Otra línea de investigac­ión académica demuestra que los ajustes fiscales centrados en recortes de gastos son notoriamen­te más exitosos en reducir los niveles de endeudamie­nto que los basados en subir los impuestos, y sugiere que los programas más exitosos de consolidac­ión fiscal para aplanar la curva del endeudamie­nto son los que concentran entre dos tercios y cuatro quintas partes del ajuste del lado del gasto.

Llegamos hasta aquí porque, como proporción del PIB, entre el 2008 y el 2019 el gasto público creció en 6,5 puntos porcentual­es, los ingresos del gobierno se redujeron en medio punto porcentual y la deuda pública pasó del 24,1 % al 58,5 % del PIB. La consolidac­ión fiscal con la que nos debemos compromete­r tendrá que revertir esta situación, reduciendo el gasto de manera significat­iva y permanente.

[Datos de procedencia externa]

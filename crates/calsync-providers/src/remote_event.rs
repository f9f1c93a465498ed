//! Remote event payloads.
//!
//! [`RemoteEvent`] mirrors one item of an events-list response. Fields are
//! all optional because incremental responses carry cancelled events as
//! little more than `{id, status}`. The untouched JSON item is kept in
//! [`RemoteEvent::raw`] so the store can persist it verbatim.

use calsync_core::Attendee;
use serde::{Deserialize, Serialize};

/// A `{dateTime, date, timeZone}` boundary as sent by the remote.
#[derive(Debug, Clone, Default, PartialEq, Eq, Serialize, Deserialize)]
#[serde(rename_all = "camelCase")]
pub struct RemoteEventTime {
    pub date_time: Option<String>,
    pub date: Option<String>,
    pub time_zone: Option<String>,
}

impl RemoteEventTime {
    /// A timed boundary.
    pub fn date_time(value: impl Into<String>) -> Self {
        Self {
            date_time: Some(value.into()),
            ..Default::default()
        }
    }

    /// An all-day boundary.
    pub fn date(value: impl Into<String>) -> Self {
        Self {
            date: Some(value.into()),
            ..Default::default()
        }
    }
}

/// Creator or organizer of an event.
#[derive(Debug, Clone, Default, PartialEq, Eq, Serialize, Deserialize)]
#[serde(rename_all = "camelCase")]
pub struct RemotePerson {
    pub email: Option<String>,
    pub display_name: Option<String>,
}

/// One event as returned by the remote events-list endpoint.
#[derive(Debug, Clone, Default, PartialEq, Serialize, Deserialize)]
#[serde(rename_all = "camelCase")]
pub struct RemoteEvent {
    pub id: Option<String>,
    pub status: Option<String>,
    pub kind: Option<String>,
    pub summary: Option<String>,
    pub description: Option<String>,
    pub location: Option<String>,
    pub start: Option<RemoteEventTime>,
    pub end: Option<RemoteEventTime>,
    pub creator: Option<RemotePerson>,
    pub organizer: Option<RemotePerson>,
    #[serde(rename = "iCalUID")]
    pub ical_uid: Option<String>,
    pub sequence: Option<i64>,
    pub visibility: Option<String>,
    pub transparency: Option<String>,
    pub event_type: Option<String>,
    pub attendees: Option<Vec<Attendee>>,
    pub conference_data: Option<serde_json::Value>,
    pub hangout_link: Option<String>,
    pub html_link: Option<String>,
    pub recurrence: Option<Vec<String>>,

    /// The item exactly as received.
    #[serde(skip)]
    pub raw: serde_json::Value,
}

impl RemoteEvent {
    /// Parses one response item, keeping the untouched JSON in `raw`.
    pub fn from_json(item: serde_json::Value) -> Result<Self, serde_json::Error> {
        let mut event: RemoteEvent = serde_json::from_value(item.clone())?;
        event.raw = item;
        Ok(event)
    }

    /// Returns the event id, or `"<missing id>"` for log messages.
    pub fn id_for_log(&self) -> &str {
        self.id.as_deref().unwrap_or("<missing id>")
    }

    /// Returns `true` if the remote marks this event as cancelled.
    pub fn is_cancelled(&self) -> bool {
        self.status.as_deref() == Some("cancelled")
    }
}
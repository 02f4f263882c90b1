//! Verdicts and per-test error classification
//!
//! The error taxonomy is shared by judging and calibration. Verdict
//! resolution uses an explicit total-order priority table and exhaustive
//! matches so that a newly added error kind cannot be silently
//! mis-prioritized.

use serde::{Deserialize, Serialize};

use super::submission::TestResult;

/// Classification of a single test-case failure
#[derive(Debug, Clone, Copy, PartialEq, Eq, Serialize, Deserialize)]
#[serde(rename_all = "snake_case")]
pub enum ErrorKind {
    None,
    CompilationError,
    TimeLimitExceeded,
    MemoryLimitExceeded,
    StackOverflow,
    RuntimeError,
    WrongAnswer,
    /// Reserved for whitespace-only mismatches; no code path emits it yet
    PresentationError,
    /// Sandbox/runtime-infrastructure failure, never the fault of the
    /// submitted code
    InternalError,
}

impl ErrorKind {
    /// Position in the verdict priority order; lower is more severe
    pub fn priority(&self) -> u8 {
        match self {
            Self::CompilationError => 0,
            Self::TimeLimitExceeded => 1,
            Self::MemoryLimitExceeded => 2,
            Self::StackOverflow => 3,
            Self::RuntimeError => 4,
            Self::WrongAnswer => 5,
            Self::PresentationError => 6,
            Self::InternalError => 7,
            Self::None => 8,
        }
    }

    /// Get error kind as string
    pub fn as_str(&self) -> &'static str {
        match self {
            Self::None => "none",
            Self::CompilationError => "compilation_error",
            Self::TimeLimitExceeded => "time_limit_exceeded",
            Self::MemoryLimitExceeded => "memory_limit_exceeded",
            Self::StackOverflow => "stack_overflow",
            Self::RuntimeError => "runtime_error",
            Self::WrongAnswer => "wrong_answer",
            Self::PresentationError => "presentation_error",
            Self::InternalError => "internal_error",
        }
    }
}

impl std::fmt::Display for ErrorKind {
    fn fmt(&self, f: &mut std::fmt::Formatter<'_>) -> std::fmt::Result {
        write!(f, "{}", self.as_str())
    }
}

/// Overall classification of a submission
#[derive(Debug, Clone, Copy, PartialEq, Eq, Serialize, Deserialize)]
#[serde(rename_all = "snake_case")]
pub enum Verdict {
    Accepted,
    CompilationError,
    TimeLimitExceeded,
    MemoryLimitExceeded,
    StackOverflow,
    RuntimeError,
    WrongAnswer,
    PresentationError,
    InternalError,
}

impl Verdict {
    /// Resolve the overall verdict from all test results.
    ///
    /// A compilation error dominates everything; otherwise the submission is
    /// accepted iff every result passed, and the most severe recorded error
    /// kind decides the rest.
    pub fn from_results(results: &[TestResult]) -> Verdict {
        if results.is_empty() {
            return Verdict::InternalError;
        }

        if results
            .iter()
            .any(|r| r.error_kind == ErrorKind::CompilationError)
        {
            return Verdict::CompilationError;
        }

        if results.iter().all(|r| r.passed) {
            return Verdict::Accepted;
        }

        results
            .iter()
            .map(|r| r.error_kind)
            .filter(|kind| *kind != ErrorKind::None)
            .min_by_key(ErrorKind::priority)
            .map(Verdict::from_error_kind)
            // A failing result without a recorded kind is a wrong answer
            .unwrap_or(Verdict::WrongAnswer)
    }

    fn from_error_kind(kind: ErrorKind) -> Verdict {
        match kind {
            ErrorKind::CompilationError => Verdict::CompilationError,
            ErrorKind::TimeLimitExceeded => Verdict::TimeLimitExceeded,
            ErrorKind::MemoryLimitExceeded => Verdict::MemoryLimitExceeded,
            ErrorKind::StackOverflow => Verdict::StackOverflow,
            ErrorKind::RuntimeError => Verdict::RuntimeError,
            ErrorKind::WrongAnswer => Verdict::WrongAnswer,
            ErrorKind::PresentationError => Verdict::PresentationError,
            ErrorKind::InternalError => Verdict::InternalError,
            ErrorKind::None => Verdict::WrongAnswer,
        }
    }

    /// Get verdict as string
    pub fn as_str(&self) -> &'static str {
        match self {
            Self::Accepted => "accepted",
            Self::CompilationError => "compilation_error",
            Self::TimeLimitExceeded => "time_limit_exceeded",
            Self::MemoryLimitExceeded => "memory_limit_exceeded",
            Self::StackOverflow => "stack_overflow",
            Self::RuntimeError => "runtime_error",
            Self::WrongAnswer => "wrong_answer",
            Self::PresentationError => "presentation_error",
            Self::InternalError => "internal_error",
        }
    }

    /// Check if this verdict means the solution was accepted
    pub fn is_accepted(&self) -> bool {
        matches!(self, Self::Accepted)
    }
}

impl std::fmt::Display for Verdict {
    fn fmt(&self, f: &mut std::fmt::Formatter<'_>) -> std::fmt::Result {
        write!(f, "{}", self.as_str())
    }
}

Reforma del Estado. La ruta para Costa Rica está clara. La situación exige una profunda reforma del Estado que, mediante el cierre de programas obsoletos y la fusión de entidades duplicadas, permita simplifica­r la estructura del gasto y su reducción permanente sin sacrificar servicios públicos. La ley CERRAR de Ottón Solís y mi propuesta de crear un Ministerio de la Producción serían un buen punto de partida en esta dirección.

Lo anterior deberá complement­arse con la venta estratégic­a de activos, persiguien­do la finalidad de incrementa­r la competenci­a en mercados hoy adormecido­s por el peso de los operadores estatales dominantes.

La venta del INS y del BCR, diseñada para dicho propósito, permitiría reducir los costos financiero­s de producir en el país, además de garantizar un ingreso extraordin­ario sustancial que, aplicado a la amortizaci­ón de la deuda pública, contribuya a mover la aguja de manera perceptibl­e.

Por el lado de los ingresos, debe continuar el trabajo en la reducción de la evasión fiscal y la eliminació­n de exoneracio­nes, como la que beneficia a las grandes cooperativ­as.

Debemos descartar la creación de nuevos impuestos o elevar los existentes, no solo por su efecto recesivo, sino también porque ya lo hicimos hace año y medio y no podemos pretender salir de una crisis de la magnitud de la actual golpeando, aún más, el consumo y la inversión.